A aula é conduzida pelo professor de Sociologia José Montalvani, que relaciona essas mudanças à expansão de serviços mediados por aplicativos.
“Quando eu falo em trabalho, a primeira coisa que é importante destacar é que trabalho tem um caráter ontológico, ou seja, trabalho não é só um emprego que você ocupa, uma vaga que você ocupa no mundo do trabalho”, explica o professor José Montalvani.
Segundo ele, o trabalho também pode ser entendido como uma atividade de transformação da natureza. Objetos presentes no cotidiano, como celulares, roupas e câmeras, são exemplos de produtos que passaram por transformações realizadas pelo trabalho humano.
A aula também apresenta diferentes modos de produção e modelos desenvolvidos ao longo da história, com destaque para Taylorismo, Fordismo e Toyotismo. No capitalismo, o professor explica que as relações de produção estão relacionadas ao trabalho assalariado.
No Toyotismo, ganha destaque o sistema Just-In-Time, baseado na produção conforme a demanda. Para José Montalvani, características desse modelo ajudam a compreender o atual trabalho por plataformas.
“O toyotismo, ele já trabalha com uma ideia de acumulação flexível dentro de uma estrutura de uma reestruturação produtiva”, afirma.
Uberização

A partir dessas transformações, a aula chega ao conceito de plataformização, em que aplicativos como Uber e iFood conectam pessoas que precisam de determinado serviço a trabalhadores disponíveis para realizá-lo.

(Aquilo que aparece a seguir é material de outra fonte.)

//! Error types for the IMAP client.

use std::time::Duration;

use thiserror::Error;

/// Errors that can occur while talking to an IMAP server.
#[derive(Debug, Error)]
pub enum Error {
    /// I/O error during network operations.
    #[error("I/O error: {0}")]
    Io(#[from] std::io::Error),

    /// TLS handshake or encryption error.
    #[error("TLS error: {0}")]
    Tls(#[from] rustls::Error),

    /// The configured host is not a valid TLS server name.
    #[error("Invalid DNS name: {0}")]
    InvalidDnsName(#[from] rustls::pki_types::InvalidDnsNameError),

    /// A server response could not be parsed.
    #[error("Parse error at position {position}: {message}")]
    Parse {
        /// Byte offset into the response line.
        position: usize,
        /// Description of what went wrong.
        message: String,
    },

    /// Server completed the command with NO.
    #[error("Server returned NO: {0}")]
    No(String),

    /// Server rejected the command with BAD.
    #[error("Server returned BAD: {0}")]
    Bad(String),

    /// Server sent BYE and is closing the connection.
    #[error("Server sent BYE: {0}")]
    Bye(String),

    /// Connecting, or waiting for a server response, exceeded its timeout.
    #[error("Operation timed out after {0:?}")]
    Timeout(Duration),

    /// A command argument cannot be sent as a quoted string.
    #[error("Invalid argument: {0}")]
    InvalidArgument(String),

    /// Unexpected data from the server.
    #[error("Protocol error: {0}")]
    Protocol(String),
}

impl Error {
    /// Returns the server-provided text for NO/BAD/BYE completions.
    #[must_use]
    pub fn server_text(&self) -> Option<&str> {
        match self {
            Self::No(text) | Self::Bad(text) | Self::Bye(text) => Some(text),
            _ => None,
        }
    }

    /// True when the connection can no longer carry commands.
    ///
    /// Completed commands that failed (NO, BAD, missing response data) leave
    /// the connection in sync; transport failures and BYE do not.
    #[must_use]
    pub const fn is_connection_lost(&self) -> bool {
        matches!(
            self,
            Self::Io(_) | Self::Tls(_) | Self::InvalidDnsName(_) | Self::Bye(_) | Self::Timeout(_)
        )
    }
}

/// Result type alias using our Error type.
pub type Result<T> = std::result::Result<T, Error>;
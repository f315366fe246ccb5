//! Mailbox operations exposed to callers.
//!
//! Every operation opens its own session and releases it before
//! returning.

mod mail;

pub use mail::MailService;
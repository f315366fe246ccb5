//! Mail service for mailbox retrieval.

use cvmail_imap::SearchCriteria;
use cvmail_mime::Message;

use crate::attachment::{self, Attachment};
use crate::categorize::{CategorizedMailbox, Categorizer};
use crate::config::MailConfig;
use crate::decoder::{self, ParsedMessage};
use crate::error::Result;
use crate::session::{Connector, MailSession, TlsConnector};

/// High-level access to one configured mailbox.
#[derive(Debug)]
pub struct MailService<C = TlsConnector> {
    config: MailConfig,
    categorizer: Categorizer,
    connector: C,
}

impl MailService<TlsConnector> {
    /// Service that connects over TLS.
    #[must_use]
    pub const fn new(config: MailConfig, categorizer: Categorizer) -> Self {
        Self::with_connector(config, categorizer, TlsConnector)
    }
}

impl<C: Connector> MailService<C> {
    /// Service that opens its streams through `connector`.
    #[must_use]
    pub const fn with_connector(config: MailConfig, categorizer: Categorizer, connector: C) -> Self {
        Self {
            config,
            categorizer,
            connector,
        }
    }

    /// Account configuration.
    #[must_use]
    pub const fn config(&self) -> &MailConfig {
        &self.config
    }

    /// Categorizer used by [`categorize_all`](Self::categorize_all).
    #[must_use]
    pub const fn categorizer(&self) -> &Categorizer {
        &self.categorizer
    }

    /// Opens a ready session. The caller must hand it to
    /// [`disconnect`](Self::disconnect).
    ///
    /// # Errors
    ///
    /// Returns a classified [`MailError`](crate::MailError) when the session cannot be set up.
    pub async fn connect(&self) -> Result<MailSession<C::Stream>> {
        MailSession::open(&self.connector, &self.config).await
    }

    /// Releases a session with CLOSE and LOGOUT.
    pub async fn disconnect(&self, mut session: MailSession<C::Stream>) {
        session.disconnect().await;
    }

    /// Connects, checks STATUS and runs a trivial search.
    ///
    /// Any failure yields `false`; the session is always released.
    pub async fn test_connection(&self) -> bool {
        let mut session = match self.connect().await {
            Ok(session) => session,
            Err(e) => {
                tracing::warn!(error = %e, "connection test failed");
                return false;
            }
        };

        let result = check_mailbox(&mut session).await;
        self.disconnect(session).await;

        match result {
            Ok(count) => {
                tracing::info!(messages = count, "connection test passed");
                true
            }
            Err(e) => {
                tracing::warn!(error = %e, "connection test failed");
                false
            }
        }
    }

    /// Up to `limit` most recent messages, newest first.
    ///
    /// Messages that fail to fetch are logged and skipped.
    ///
    /// # Errors
    ///
    /// Returns an error if connecting or the initial search fails.
    pub async fn fetch_all(&self, limit: usize) -> Result<Vec<ParsedMessage>> {
        self.retrieve(SearchCriteria::All, limit).await
    }

    /// Up to `limit` most recent unread messages, newest first.
    ///
    /// Retrieval does not mark them read.
    ///
    /// # Errors
    ///
    /// Same as [`fetch_all`](Self::fetch_all).
    pub async fn fetch_unread(&self, limit: usize) -> Result<Vec<ParsedMessage>> {
        self.retrieve(SearchCriteria::Unseen, limit).await
    }

    /// Buckets messages with the configured categorizer.
    #[must_use]
    pub fn categorize_all(&self, messages: Vec<ParsedMessage>) -> CategorizedMailbox {
        self.categorizer.categorize_all(messages)
    }

    /// Finds the message with `message_id` and returns its attachment
    /// named `filename`, data included.
    ///
    /// # Errors
    ///
    /// Returns an error if connecting or the search fails. A message or
    /// attachment that cannot be found is `Ok(None)`.
    pub async fn find_attachment(
        &self,
        message_id: &str,
        filename: &str,
    ) -> Result<Option<Attachment>> {
        let mut session = self.connect().await?;
        let result = locate_attachment(&mut session, message_id, filename).await;
        self.disconnect(session).await;
        result
    }

    async fn retrieve(&self, criteria: SearchCriteria, limit: usize) -> Result<Vec<ParsedMessage>> {
        if limit == 0 {
            return Ok(Vec::new());
        }

        let mut session = self.connect().await?;
        let result = collect_recent(&mut session, criteria, limit).await;
        self.disconnect(session).await;
        result
    }
}

async fn check_mailbox<S>(session: &mut MailSession<S>) -> Result<u32>
where
    S: tokio::io::AsyncRead + tokio::io::AsyncWrite + Unpin,
{
    let count = session.message_count().await?;
    session.search(SearchCriteria::All).await?;
    Ok(count)
}

async fn collect_recent<S>(
    session: &mut MailSession<S>,
    criteria: SearchCriteria,
    limit: usize,
) -> Result<Vec<ParsedMessage>>
where
    S: tokio::io::AsyncRead + tokio::io::AsyncWrite + Unpin,
{
    let ids = session.search(criteria).await?;
    tracing::info!(found = ids.len(), limit, "retrieving messages");

    let mut messages = Vec::with_capacity(limit.min(ids.len()));
    for id in ids.into_iter().rev().take(limit) {
        if !session.is_ready() {
            tracing::warn!(%id, "session lost, stopping retrieval");
            break;
        }
        match session.fetch(id).await {
            Ok(raw) => messages.push(decoder::parse(&raw.bytes)),
            Err(e) => tracing::warn!(error = %e, "skipping message"),
        }
    }
    Ok(messages)
}

async fn locate_attachment<S>(
    session: &mut MailSession<S>,
    message_id: &str,
    filename: &str,
) -> Result<Option<Attachment>>
where
    S: tokio::io::AsyncRead + tokio::io::AsyncWrite + Unpin,
{
    let criteria = SearchCriteria::Header {
        name: "Message-ID".to_string(),
        value: message_id.trim().to_string(),
    };
    let ids = session.search(criteria).await?;
    if ids.is_empty() {
        tracing::debug!(message_id, "no message with this Message-ID");
    }

    for id in ids.into_iter().rev() {
        let raw = match session.fetch(id).await {
            Ok(raw) => raw,
            Err(e) => {
                tracing::warn!(error = %e, "skipping message");
                continue;
            }
        };

        let found = attachment::extract(&Message::parse(&raw.bytes))
            .into_iter()
            .find(|a| a.filename == filename);
        if found.is_some() {
            return Ok(found);
        }
    }
    Ok(None)
}
//! Issue records produced by detection.
//!
//! Issues are immutable value records created fresh on every scan; there is
//! no identity carried across scans. The validator matches issues between
//! scans by their `(kind, column)` key.

use serde::{Deserialize, Serialize};

/// Severity of a detected issue, ordered `Low < Medium < High < Critical`.
///
/// Severity drives sorting, display, and the scorer's penalty weight. It
/// never gates whether a fixer runs.
#[derive(
    Debug, Clone, Copy, PartialEq, Eq, PartialOrd, Ord, Hash, Serialize, Deserialize,
)]
pub enum Severity {
    /// Minor issue, informational.
    Low,
    /// Standard issue worth addressing.
    Medium,
    /// Major issue requiring attention.
    High,
    /// Data integrity failure.
    Critical,
}

impl Severity {
    /// Severity from an affected percentage, the shared threshold ladder for
    /// missing values and type inconsistencies.
    #[must_use]
    pub fn from_percent(percent: f64) -> Self {
        if percent >= 50.0 {
            Self::Critical
        } else if percent >= 20.0 {
            Self::High
        } else if percent >= 5.0 {
            Self::Medium
        } else {
            Self::Low
        }
    }

    /// Base penalty weight used by the quality scorer.
    #[must_use]
    pub fn base_weight(&self) -> f64 {
        match self {
            Self::Low => 2.0,
            Self::Medium => 5.0,
            Self::High => 10.0,
            Self::Critical => 20.0,
        }
    }
}

impl std::fmt::Display for Severity {
    fn fmt(&self, f: &mut std::fmt::Formatter<'_>) -> std::fmt::Result {
        match self {
            Self::Low => write!(f, "low"),
            Self::Medium => write!(f, "medium"),
            Self::High => write!(f, "high"),
            Self::Critical => write!(f, "critical"),
        }
    }
}

/// The closed set of defect classes, in fixed detection order.
#[derive(
    Debug, Clone, Copy, PartialEq, Eq, PartialOrd, Ord, Hash, Serialize, Deserialize,
)]
pub enum IssueKind {
    /// Null or blank cells.
    MissingValues,
    /// Cells that fail to parse under the column's declared type.
    TypeInconsistency,
    /// Identical rows appearing more than once.
    Duplicates,
    /// Values outside the IQR fences of their column.
    Outliers,
}

impl IssueKind {
    /// All kinds in detection order.
    pub const ALL: [Self; 4] = [
        Self::MissingValues,
        Self::TypeInconsistency,
        Self::Duplicates,
        Self::Outliers,
    ];

    /// Position in the fixed detection order.
    #[must_use]
    pub fn rank(&self) -> usize {
        match self {
            Self::MissingValues => 0,
            Self::TypeInconsistency => 1,
            Self::Duplicates => 2,
            Self::Outliers => 3,
        }
    }
}

impl std::fmt::Display for IssueKind {
    fn fmt(&self, f: &mut std::fmt::Formatter<'_>) -> std::fmt::Result {
        match self {
            Self::MissingValues => write!(f, "missing_values"),
            Self::TypeInconsistency => write!(f, "type_inconsistency"),
            Self::Duplicates => write!(f, "duplicates"),
            Self::Outliers => write!(f, "outliers"),
        }
    }
}

/// Detector-specific numeric payload, one variant per defect class.
#[derive(Debug, Clone, PartialEq, Serialize, Deserialize)]
pub enum IssueMetrics {
    /// Missing-value counts for one column.
    Missing {
        /// Null or blank cells in the column.
        missing_count: usize,
        /// Rows in the dataset at detection time.
        total_rows: usize,
        /// `missing_count / total_rows` as a percentage, 1 decimal.
        missing_percent: f64,
    },
    /// Type-inconsistency counts for one column.
    TypeMismatch {
        /// Non-missing cells failing to parse under the declared type.
        invalid_count: usize,
        /// Non-missing cells in the column.
        non_null_count: usize,
        /// `invalid_count / non_null_count` as a percentage, 1 decimal.
        invalid_percent: f64,
        /// Up to five offending values, canonical form.
        examples: Vec<String>,
    },
    /// Duplicate-row counts for the whole dataset.
    Duplicates {
        /// Rows beyond the first in each identical-row group.
        duplicate_row_count: usize,
        /// Number of identical-row groups with more than one row.
        group_count: usize,
        /// Rows in the dataset at detection time.
        total_rows: usize,
    },
    /// IQR outlier counts and fences for one column.
    Outliers {
        /// Values outside the fences.
        outlier_count: usize,
        /// Non-missing numeric values considered.
        non_null_count: usize,
        /// `outlier_count / non_null_count` as a percentage, 1 decimal.
        outlier_percent: f64,
        /// Lower fence computed at detection time.
        lower_bound: f64,
        /// Upper fence computed at detection time.
        upper_bound: f64,
    },
}

/// A detected data-quality defect.
#[derive(Debug, Clone, PartialEq, Serialize, Deserialize)]
pub struct Issue {
    /// Defect class.
    pub kind: IssueKind,
    /// Affected column; `None` for row-level defects (duplicates).
    pub column: Option<String>,
    /// Severity derived from the detection parameters.
    pub severity: Severity,
    /// Deterministic human-readable description.
    pub description: String,
    /// Detector-specific payload.
    pub metrics: IssueMetrics,
    /// Opaque annotation attached by an external collaborator, never
    /// produced or interpreted by the pipeline.
    pub insight: Option<String>,
}

impl Issue {
    /// Creates an issue with no annotation.
    #[must_use]
    pub fn new(
        kind: IssueKind,
        column: Option<String>,
        severity: Severity,
        description: String,
        metrics: IssueMetrics,
    ) -> Self {
        Self {
            kind,
            column,
            severity,
            description,
            metrics,
            insight: None,
        }
    }

    /// Resolution identity: an issue counts as resolved only when no issue
    /// with the same key remains after remediation.
    #[must_use]
    pub fn key(&self) -> (IssueKind, Option<&str>) {
        (self.kind, self.column.as_deref())
    }

    /// Fraction of the dataset affected by this issue, in `[0, 1]`.
    ///
    /// Computed from the raw counts rather than the rounded percent so the
    /// scorer sees full precision.
    #[must_use]
    pub fn affected_fraction(&self) -> f64 {
        let ratio = |part: usize, whole: usize| {
            if whole == 0 {
                0.0
            } else {
                part as f64 / whole as f64
            }
        };
        match &self.metrics {
            IssueMetrics::Missing {
                missing_count,
                total_rows,
                ..
            } => ratio(*missing_count, *total_rows),
            IssueMetrics::TypeMismatch {
                invalid_count,
                non_null_count,
                ..
            } => ratio(*invalid_count, *non_null_count),
            IssueMetrics::Duplicates {
                duplicate_row_count,
                total_rows,
                ..
            } => ratio(*duplicate_row_count, *total_rows),
            IssueMetrics::Outliers {
                outlier_count,
                non_null_count,
                ..
            } => ratio(*outlier_count, *non_null_count),
        }
    }
}

#[cfg(test)]
mod tests {
    use super::*;

    #[test]
    fn test_severity_ordering() {
        assert!(Severity::Low < Severity::Medium);
        assert!(Severity::Medium < Severity::High);
        assert!(Severity::High < Severity::Critical);
    }

    #[test]
    fn test_severity_from_percent() {
        assert_eq!(Severity::from_percent(75.0), Severity::Critical);
        assert_eq!(Severity::from_percent(50.0), Severity::Critical);
        assert_eq!(Severity::from_percent(49.9), Severity::High);
        assert_eq!(Severity::from_percent(20.0), Severity::High);
        assert_eq!(Severity::from_percent(5.0), Severity::Medium);
        assert_eq!(Severity::from_percent(4.9), Severity::Low);
        assert_eq!(Severity::from_percent(0.1), Severity::Low);
    }

    #[test]
    fn test_severity_weights() {
        assert_eq!(Severity::Low.base_weight(), 2.0);
        assert_eq!(Severity::Medium.base_weight(), 5.0);
        assert_eq!(Severity::High.base_weight(), 10.0);
        assert_eq!(Severity::Critical.base_weight(), 20.0);
    }

    #[test]
    fn test_kind_order() {
        let ranks: Vec<usize> = IssueKind::ALL.iter().map(IssueKind::rank).collect();
        assert_eq!(ranks, vec![0, 1, 2, 3]);
        assert_eq!(IssueKind::MissingValues.to_string(), "missing_values");
        assert_eq!(IssueKind::Outliers.to_string(), "outliers");
    }

    #[test]
    fn test_affected_fraction() {
        let issue = Issue::new(
            IssueKind::MissingValues,
            Some("age".to_string()),
            Severity::High,
            String::new(),
            IssueMetrics::Missing {
                missing_count: 2,
                total_rows: 5,
                missing_percent: 40.0,
            },
        );
        assert!((issue.affected_fraction() - 0.4).abs() < 1e-9);

        let dup = Issue::new(
            IssueKind::Duplicates,
            None,
            Severity::Medium,
            String::new(),
            IssueMetrics::Duplicates {
                duplicate_row_count: 2,
                group_count: 1,
                total_rows: 5,
            },
        );
        assert!((dup.affected_fraction() - 0.4).abs() < 1e-9);
    }

    #[test]
    fn test_affected_fraction_zero_denominator() {
        let issue = Issue::new(
            IssueKind::MissingValues,
            Some("x".to_string()),
            Severity::Low,
            String::new(),
            IssueMetrics::Missing {
                missing_count: 0,
                total_rows: 0,
                missing_percent: 0.0,
            },
        );
        assert_eq!(issue.affected_fraction(), 0.0);
    }

    #[test]
    fn test_issue_key() {
        let issue = Issue::new(
            IssueKind::Outliers,
            Some("salary".to_string()),
            Severity::Medium,
            String::new(),
            IssueMetrics::Outliers {
                outlier_count: 1,
                non_null_count: 6,
                outlier_percent: 16.7,
                lower_bound: 0.875,
                upper_bound: 3.875,
            },
        );
        assert_eq!(issue.key(), (IssueKind::Outliers, Some("salary")));
    }
}
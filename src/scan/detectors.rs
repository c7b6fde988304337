//! Issue detectors.
//!
//! Each detector is a pure read-only pass over the dataset producing zero or
//! more issues. Detectors never fail: a condition they cannot analyze is
//! either skipped (insufficient signal) or reported as an issue.

use std::cmp::Ordering;

use indexmap::IndexMap;

use crate::{
    dataset::{Column, DataType, Dataset, Value},
    issue::{Issue, IssueKind, IssueMetrics, Severity},
    stats,
};

/// Offending values carried in a type-inconsistency issue, at most.
const MAX_EXAMPLE_VALUES: usize = 5;

/// Minimum non-missing numeric values before IQR fences mean anything.
const MIN_OUTLIER_SAMPLES: usize = 4;

/// Separator for canonical row keys; never appears in cell encodings.
const ROW_KEY_SEPARATOR: char = '\u{1f}';

/// One issue per column with at least one missing cell.
///
/// Blank text cells count as missing alongside nulls.
pub(crate) fn detect_missing(dataset: &Dataset) -> Vec<Issue> {
    let total_rows = dataset.num_rows();
    if total_rows == 0 {
        return Vec::new();
    }
    let mut issues = Vec::new();
    for column in dataset.columns() {
        let missing_count = column.missing_count();
        if missing_count == 0 {
            continue;
        }
        let percent = missing_count as f64 / total_rows as f64 * 100.0;
        let missing_percent = stats::round1(percent);
        let description = format!(
            "Found {missing_count} missing value(s) ({missing_percent:.1}%) in column '{}'",
            column.name()
        );
        issues.push(Issue::new(
            IssueKind::MissingValues,
            Some(column.name().to_string()),
            Severity::from_percent(percent),
            description,
            IssueMetrics::Missing {
                missing_count,
                total_rows,
                missing_percent,
            },
        ));
    }
    issues
}

/// One issue per numeric or datetime column holding non-missing cells that
/// fail to parse under the declared type.
pub(crate) fn detect_type_inconsistencies(dataset: &Dataset) -> Vec<Issue> {
    let mut issues = Vec::new();
    for column in dataset.columns() {
        if !matches!(column.data_type(), DataType::Numeric | DataType::DateTime) {
            continue;
        }
        let non_null_count = column
            .values()
            .iter()
            .filter(|v| !v.is_missing())
            .count();
        if non_null_count == 0 {
            continue;
        }
        let mut invalid_count = 0;
        let mut examples = Vec::new();
        for value in column.values() {
            if value.is_missing() || value.conforms_to(column.data_type()) {
                continue;
            }
            invalid_count += 1;
            if examples.len() < MAX_EXAMPLE_VALUES {
                examples.push(value.canonical());
            }
        }
        if invalid_count == 0 {
            continue;
        }
        let percent = invalid_count as f64 / non_null_count as f64 * 100.0;
        let description = format!(
            "Column '{}' is declared {} but contains {invalid_count} unparseable value(s)",
            column.name(),
            column.data_type()
        );
        issues.push(Issue::new(
            IssueKind::TypeInconsistency,
            Some(column.name().to_string()),
            Severity::from_percent(percent),
            description,
            IssueMetrics::TypeMismatch {
                invalid_count,
                non_null_count,
                invalid_percent: stats::round1(percent),
                examples,
            },
        ));
    }
    issues
}

/// Row-index groups sharing identical values across the key columns (all
/// columns when `key` is `None`), restricted to groups of more than one row,
/// in first-seen order.
///
/// Shared with the duplicate fixer so detection and removal agree on row
/// identity.
pub(crate) fn duplicate_groups(dataset: &Dataset, key: Option<&[String]>) -> Vec<Vec<usize>> {
    let columns: Vec<&Column> = match key {
        Some(names) => names.iter().filter_map(|n| dataset.column(n)).collect(),
        None => dataset.columns().collect(),
    };
    if columns.is_empty() {
        return Vec::new();
    }
    let mut groups: IndexMap<String, Vec<usize>> = IndexMap::new();
    for row in 0..dataset.num_rows() {
        let mut row_key = String::new();
        for column in &columns {
            if !row_key.is_empty() {
                row_key.push(ROW_KEY_SEPARATOR);
            }
            match column.get(row) {
                Some(value) => row_key.push_str(&value.canonical()),
                None => row_key.push_str("NULL"),
            }
        }
        groups.entry(row_key).or_default().push(row);
    }
    groups.into_values().filter(|g| g.len() > 1).collect()
}

/// A single dataset-level issue when any identical-row group has more than
/// one member.
pub(crate) fn detect_duplicates(dataset: &Dataset, key: Option<&[String]>) -> Vec<Issue> {
    let total_rows = dataset.num_rows();
    if total_rows == 0 {
        return Vec::new();
    }
    let groups = duplicate_groups(dataset, key);
    let duplicate_row_count: usize = groups.iter().map(|g| g.len() - 1).sum();
    if duplicate_row_count == 0 {
        return Vec::new();
    }
    let group_count = groups.len();
    let severity = if duplicate_row_count as f64 > total_rows as f64 * 0.10 {
        Severity::High
    } else {
        Severity::Medium
    };
    let description =
        format!("Found {duplicate_row_count} duplicate row(s) across {group_count} group(s)");
    vec![Issue::new(
        IssueKind::Duplicates,
        None,
        severity,
        description,
        IssueMetrics::Duplicates {
            duplicate_row_count,
            group_count,
            total_rows,
        },
    )]
}

/// One issue per numeric column with values outside its IQR fences.
///
/// Columns with fewer than four usable values or zero IQR are skipped:
/// insufficient signal, not an error. The fences land in the issue metrics
/// so the clip fixer reuses exactly the bounds that flagged the values.
pub(crate) fn detect_outliers(dataset: &Dataset) -> Vec<Issue> {
    let mut issues = Vec::new();
    for column in dataset.columns() {
        if column.data_type() != DataType::Numeric {
            continue;
        }
        let mut values: Vec<f64> = column
            .values()
            .iter()
            .filter(|v| !v.is_missing())
            .filter_map(Value::as_number)
            .filter(|v| v.is_finite())
            .collect();
        if values.len() < MIN_OUTLIER_SAMPLES {
            continue;
        }
        values.sort_by(|a, b| a.partial_cmp(b).unwrap_or(Ordering::Equal));
        let (Some(q1), Some(q3)) = (
            stats::quantile(&values, 0.25),
            stats::quantile(&values, 0.75),
        ) else {
            continue;
        };
        if q3 - q1 <= 0.0 {
            continue;
        }
        let (lower_bound, upper_bound) = stats::iqr_bounds(q1, q3);
        let outlier_count = values
            .iter()
            .filter(|&&v| v < lower_bound || v > upper_bound)
            .count();
        if outlier_count == 0 {
            continue;
        }
        let non_null_count = values.len();
        let percent = outlier_count as f64 / non_null_count as f64 * 100.0;
        let severity = if percent >= 5.0 {
            Severity::Medium
        } else {
            Severity::Low
        };
        let description = format!(
            "Found {outlier_count} outlier(s) in column '{}' outside [{lower_bound:.2}, {upper_bound:.2}]",
            column.name()
        );
        issues.push(Issue::new(
            IssueKind::Outliers,
            Some(column.name().to_string()),
            severity,
            description,
            IssueMetrics::Outliers {
                outlier_count,
                non_null_count,
                outlier_percent: stats::round1(percent),
                lower_bound,
                upper_bound,
            },
        ));
    }
    issues
}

O professor destaca que esse modelo ganhou força no século XXI e se expandiu ainda mais com a popularização dos serviços por aplicativo.
“O trabalhador, ele acaba ficando à disposição, mas quando aparece uma demanda, ele vai fazer o trabalho. Isso também implicou em uma certa […] fragilização dos contratos de trabalho”, explica José.
É nesse contexto que aparece o conceito de uberização, utilizado para definir esse tipo de relação de trabalho. Segundo o professor, apesar da ideia de flexibilidade, o modelo pode estar associado à precarização, já que parte dos custos e riscos da atividade fica sob responsabilidade do próprio trabalhador.
“Quando você falar de Uberização, existe uma ideia. Será que é um trabalho flexível ou trabalho precário? E eu sinto dizer que a tendência é olhar para esse trabalho enquanto um trabalho precário, porque ele fragiliza as relações de trabalho”, finalizou.